*Work request*. Going down the data below, set down exactly the line with "an email subscriber." and each line after it through the line with "pub fn into_request(self, message: impl"; no other lines.

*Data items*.
***

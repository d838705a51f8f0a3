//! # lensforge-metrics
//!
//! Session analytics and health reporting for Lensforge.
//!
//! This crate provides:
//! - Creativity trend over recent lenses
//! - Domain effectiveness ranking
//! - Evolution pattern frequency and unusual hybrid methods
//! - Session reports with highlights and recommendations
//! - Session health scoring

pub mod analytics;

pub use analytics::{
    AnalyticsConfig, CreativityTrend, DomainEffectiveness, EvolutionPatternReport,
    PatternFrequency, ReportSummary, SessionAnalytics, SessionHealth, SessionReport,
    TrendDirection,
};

***

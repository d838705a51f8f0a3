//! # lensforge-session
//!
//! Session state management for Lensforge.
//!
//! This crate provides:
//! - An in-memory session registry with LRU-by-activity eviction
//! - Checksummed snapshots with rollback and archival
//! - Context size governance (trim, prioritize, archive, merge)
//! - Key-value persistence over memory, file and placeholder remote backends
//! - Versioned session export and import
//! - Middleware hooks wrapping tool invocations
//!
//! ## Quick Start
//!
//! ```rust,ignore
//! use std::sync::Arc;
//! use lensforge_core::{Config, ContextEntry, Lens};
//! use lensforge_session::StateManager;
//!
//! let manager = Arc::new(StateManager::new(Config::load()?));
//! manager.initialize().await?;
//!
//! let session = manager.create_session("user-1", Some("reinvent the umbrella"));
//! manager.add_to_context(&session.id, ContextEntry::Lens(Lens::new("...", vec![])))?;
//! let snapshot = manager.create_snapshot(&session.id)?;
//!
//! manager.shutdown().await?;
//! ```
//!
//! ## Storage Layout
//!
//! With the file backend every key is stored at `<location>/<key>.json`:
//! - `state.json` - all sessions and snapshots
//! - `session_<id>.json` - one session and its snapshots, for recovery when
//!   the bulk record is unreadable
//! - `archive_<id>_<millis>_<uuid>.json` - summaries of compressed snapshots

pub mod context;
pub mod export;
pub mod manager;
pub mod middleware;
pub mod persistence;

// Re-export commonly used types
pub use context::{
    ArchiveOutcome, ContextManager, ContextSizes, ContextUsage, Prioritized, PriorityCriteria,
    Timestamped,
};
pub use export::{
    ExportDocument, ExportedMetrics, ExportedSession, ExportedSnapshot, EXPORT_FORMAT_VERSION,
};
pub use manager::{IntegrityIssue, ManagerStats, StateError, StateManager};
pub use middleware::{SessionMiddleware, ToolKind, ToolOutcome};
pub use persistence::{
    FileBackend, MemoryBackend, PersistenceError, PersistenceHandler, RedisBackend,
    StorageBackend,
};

***

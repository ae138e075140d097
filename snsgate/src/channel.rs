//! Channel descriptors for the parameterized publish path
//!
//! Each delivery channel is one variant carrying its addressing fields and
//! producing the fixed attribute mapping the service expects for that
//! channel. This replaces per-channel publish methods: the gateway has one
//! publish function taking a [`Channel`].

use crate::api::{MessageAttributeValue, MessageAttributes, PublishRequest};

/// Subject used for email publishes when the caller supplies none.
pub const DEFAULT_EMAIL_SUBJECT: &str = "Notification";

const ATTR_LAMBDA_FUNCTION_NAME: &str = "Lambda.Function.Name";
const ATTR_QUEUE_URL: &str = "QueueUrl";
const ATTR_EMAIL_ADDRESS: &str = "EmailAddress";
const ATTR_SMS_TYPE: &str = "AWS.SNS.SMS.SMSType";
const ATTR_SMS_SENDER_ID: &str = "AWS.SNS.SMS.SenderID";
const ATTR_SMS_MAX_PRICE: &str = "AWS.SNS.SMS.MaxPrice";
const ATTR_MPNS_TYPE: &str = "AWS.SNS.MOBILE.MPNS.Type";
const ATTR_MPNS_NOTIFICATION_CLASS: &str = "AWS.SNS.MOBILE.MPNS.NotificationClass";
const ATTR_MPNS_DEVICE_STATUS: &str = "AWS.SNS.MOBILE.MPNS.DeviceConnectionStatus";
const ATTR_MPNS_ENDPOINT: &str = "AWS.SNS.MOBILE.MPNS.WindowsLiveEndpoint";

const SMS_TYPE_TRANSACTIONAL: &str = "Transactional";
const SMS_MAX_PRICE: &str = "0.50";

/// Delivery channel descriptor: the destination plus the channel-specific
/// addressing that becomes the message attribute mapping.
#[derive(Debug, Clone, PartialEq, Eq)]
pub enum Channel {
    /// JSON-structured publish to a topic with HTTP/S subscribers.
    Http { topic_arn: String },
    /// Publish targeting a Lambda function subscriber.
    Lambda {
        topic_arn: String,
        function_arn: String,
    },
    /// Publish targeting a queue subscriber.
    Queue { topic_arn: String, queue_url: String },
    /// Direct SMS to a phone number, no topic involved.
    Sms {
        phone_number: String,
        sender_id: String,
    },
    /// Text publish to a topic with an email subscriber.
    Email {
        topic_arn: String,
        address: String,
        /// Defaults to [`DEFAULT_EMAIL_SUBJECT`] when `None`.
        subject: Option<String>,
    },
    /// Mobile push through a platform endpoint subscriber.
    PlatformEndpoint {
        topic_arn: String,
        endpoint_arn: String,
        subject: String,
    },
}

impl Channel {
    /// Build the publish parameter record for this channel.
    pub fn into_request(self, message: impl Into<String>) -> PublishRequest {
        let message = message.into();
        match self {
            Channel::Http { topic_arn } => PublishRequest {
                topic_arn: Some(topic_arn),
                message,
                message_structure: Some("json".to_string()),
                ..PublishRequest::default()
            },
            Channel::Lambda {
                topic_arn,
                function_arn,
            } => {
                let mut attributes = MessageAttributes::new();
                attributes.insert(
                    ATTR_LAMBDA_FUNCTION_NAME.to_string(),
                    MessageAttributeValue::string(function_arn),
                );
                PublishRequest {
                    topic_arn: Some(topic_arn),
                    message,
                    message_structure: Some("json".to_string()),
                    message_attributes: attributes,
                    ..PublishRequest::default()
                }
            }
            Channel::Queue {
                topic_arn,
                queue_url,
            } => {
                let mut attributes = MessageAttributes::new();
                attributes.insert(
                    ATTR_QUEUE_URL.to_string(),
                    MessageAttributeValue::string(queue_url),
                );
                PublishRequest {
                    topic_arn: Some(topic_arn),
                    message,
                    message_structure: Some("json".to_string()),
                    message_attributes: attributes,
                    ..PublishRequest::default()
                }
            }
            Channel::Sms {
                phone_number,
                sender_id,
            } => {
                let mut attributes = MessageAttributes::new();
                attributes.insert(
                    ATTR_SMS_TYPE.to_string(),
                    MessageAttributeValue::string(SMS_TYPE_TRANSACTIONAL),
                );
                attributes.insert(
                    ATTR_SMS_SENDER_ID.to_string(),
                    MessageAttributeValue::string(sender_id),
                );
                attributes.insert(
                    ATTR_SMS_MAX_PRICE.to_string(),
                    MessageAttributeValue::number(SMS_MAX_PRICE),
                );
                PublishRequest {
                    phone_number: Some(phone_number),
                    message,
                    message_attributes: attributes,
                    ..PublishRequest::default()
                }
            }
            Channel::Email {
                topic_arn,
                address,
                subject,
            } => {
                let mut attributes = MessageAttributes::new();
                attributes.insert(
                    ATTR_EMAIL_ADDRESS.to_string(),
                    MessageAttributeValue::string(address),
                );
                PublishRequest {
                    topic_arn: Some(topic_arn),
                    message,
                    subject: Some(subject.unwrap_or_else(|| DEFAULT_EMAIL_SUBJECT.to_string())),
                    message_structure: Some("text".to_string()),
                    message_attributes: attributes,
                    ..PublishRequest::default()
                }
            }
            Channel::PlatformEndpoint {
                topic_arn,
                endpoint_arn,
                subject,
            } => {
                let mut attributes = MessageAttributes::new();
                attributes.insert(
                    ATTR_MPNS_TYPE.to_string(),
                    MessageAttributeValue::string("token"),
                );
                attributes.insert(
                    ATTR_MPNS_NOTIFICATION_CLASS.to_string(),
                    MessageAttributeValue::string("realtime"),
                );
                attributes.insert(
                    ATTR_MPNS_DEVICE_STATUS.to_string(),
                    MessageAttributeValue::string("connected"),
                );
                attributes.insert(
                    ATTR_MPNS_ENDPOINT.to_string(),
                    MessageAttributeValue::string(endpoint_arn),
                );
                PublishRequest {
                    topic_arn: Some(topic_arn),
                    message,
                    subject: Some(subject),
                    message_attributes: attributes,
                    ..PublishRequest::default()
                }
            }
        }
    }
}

***

*Answer to the problem*.
    /// Text publish to a topic with an email subscriber.
    Email {
        topic_arn: String,
        address: String,
        /// Defaults to [`DEFAULT_EMAIL_SUBJECT`] when `None`.
        subject: Option<String>,
    },
    /// Mobile push through a platform endpoint subscriber.
    PlatformEndpoint {
        topic_arn: String,
        endpoint_arn: String,
        subject: String,
    },
}

impl Channel {
    /// Build the publish parameter record for this channel.
    pub fn into_request(self, message: impl Into<String>) -> PublishRequest {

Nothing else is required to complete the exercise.